Akiko Kasai, Naomi Yamashita and Naoko Utsunomiya-Tate

Research Institute of Pharmaceutical Sciences, Musashino University, 1-1-20 Shinmachi, Nishitokyo-shi, Tokyo, 202-8585, Japan.

Abstract

Isomerization of amino acids in proteins has recently been identified as a part of the aging process. Increases in D-amino acids as a consequence of isomerization influence the function and structure of proteins. Senescence-related pulmonary diseases, such as chronic obstructive pulmonary disease, are thought to be caused by reductions of lung function with age. We hypothesized that changes of protein structure in lung tissue induced by the isomerization of amino acids could result in decreased lung function. Therefore, we examined whether isomerization of amino acids takes place in the lungs of rats as they age. We measured the content of L- and D-amino acids in collagen 1 by HPLC using a chiral column.
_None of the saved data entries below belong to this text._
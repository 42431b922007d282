//! Deterministic browser used by tests.
//!
//! Records every call it receives and replays a fixed set of responses
//! once the page navigates.

use std::sync::{Arc, Mutex};

use anyhow::{Result, anyhow};
use async_trait::async_trait;
use futures::StreamExt;
use futures::channel::mpsc::{self, UnboundedSender};

use crate::traits::{
    BrowserEngine, BrowserSession, ObservedResponse, PageSession, ResponseStream, ScrapeConfig,
    Viewport,
};

#[derive(Clone, Default)]
pub struct ScriptedEngine {
    fail_launch: bool,
    fail_goto: bool,
    responses: Vec<(String, String)>,
    calls: Arc<Mutex<Vec<String>>>,
}

impl ScriptedEngine {
    pub fn new() -> Self {
        Self::default()
    }

    pub fn failing_launch() -> Self {
        Self {
            fail_launch: true,
            ..Self::default()
        }
    }

    pub fn failing_navigation() -> Self {
        Self {
            fail_goto: true,
            ..Self::default()
        }
    }

    /// Adds a response the page emits after navigation
    pub fn respond(mut self, url: &str, body: &str) -> Self {
        self.responses.push((url.to_string(), body.to_string()));
        self
    }

    /// Calls received so far, in order
    pub fn calls(&self) -> Vec<String> {
        self.calls.lock().unwrap().clone()
    }

    fn record(&self, call: impl Into<String>) {
        self.calls.lock().unwrap().push(call.into());
    }
}

#[async_trait]
impl BrowserEngine for ScriptedEngine {
    async fn launch(&self, _config: &ScrapeConfig) -> Result<Box<dyn BrowserSession>> {
        self.record("launch");
        if self.fail_launch {
            return Err(anyhow!("Failed to launch browser: executable not found"));
        }

        Ok(Box::new(ScriptedBrowser {
            engine: self.clone(),
        }))
    }
}

struct ScriptedBrowser {
    engine: ScriptedEngine,
}

#[async_trait]
impl BrowserSession for ScriptedBrowser {
    async fn new_page(&mut self) -> Result<Box<dyn PageSession>> {
        self.engine.record("new_page");
        Ok(Box::new(ScriptedPage {
            engine: self.engine.clone(),
            subscriber: Mutex::new(None),
        }))
    }

    async fn close(&mut self) -> Result<()> {
        self.engine.record("close");
        Ok(())
    }
}

struct ScriptedPage {
    engine: ScriptedEngine,
    subscriber: Mutex<Option<UnboundedSender<ObservedResponse>>>,
}

#[async_trait]
impl PageSession for ScriptedPage {
    async fn set_viewport(&self, viewport: Viewport) -> Result<()> {
        self.engine
            .record(format!("viewport {}x{}", viewport.width, viewport.height));
        Ok(())
    }

    async fn intercept_requests(&self) -> Result<()> {
        self.engine.record("intercept");
        Ok(())
    }

    async fn responses(&self) -> Result<ResponseStream> {
        self.engine.record("responses");
        let (tx, rx) = mpsc::unbounded();
        *self.subscriber.lock().unwrap() = Some(tx);
        Ok(rx.boxed())
    }

    async fn goto(&self, url: &str) -> Result<()> {
        self.engine.record(format!("goto {url}"));
        if self.engine.fail_goto {
            return Err(anyhow!("Failed to navigate to {url}: net::ERR_NAME_NOT_RESOLVED"));
        }

        // The sender stays in place, so the stream stays open like a live page
        if let Some(tx) = self.subscriber.lock().unwrap().as_ref() {
            for (url, body) in &self.engine.responses {
                let body = body.clone();
                let _ = tx.unbounded_send(ObservedResponse::new(url.clone(), async move {
                    Ok(body)
                }));
            }
        }

        Ok(())
    }
}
We found that collagen 1 was increasingly racemized with age, so that significantly higher proportions of D-Ser were present in 12- and 24-month-old rats than in 8-week-old rats. D-Asp increased slightly but not significantly. We also investigated the localization of collagen 1 in lung tissue. Stacks of collagen 1 were observed in the parenchyma and airway wall, and age-dependent changes were especially prominent in the airway wall. Racemization of collagen 1 could therefore influence lung function and contribute to pulmonary diseases.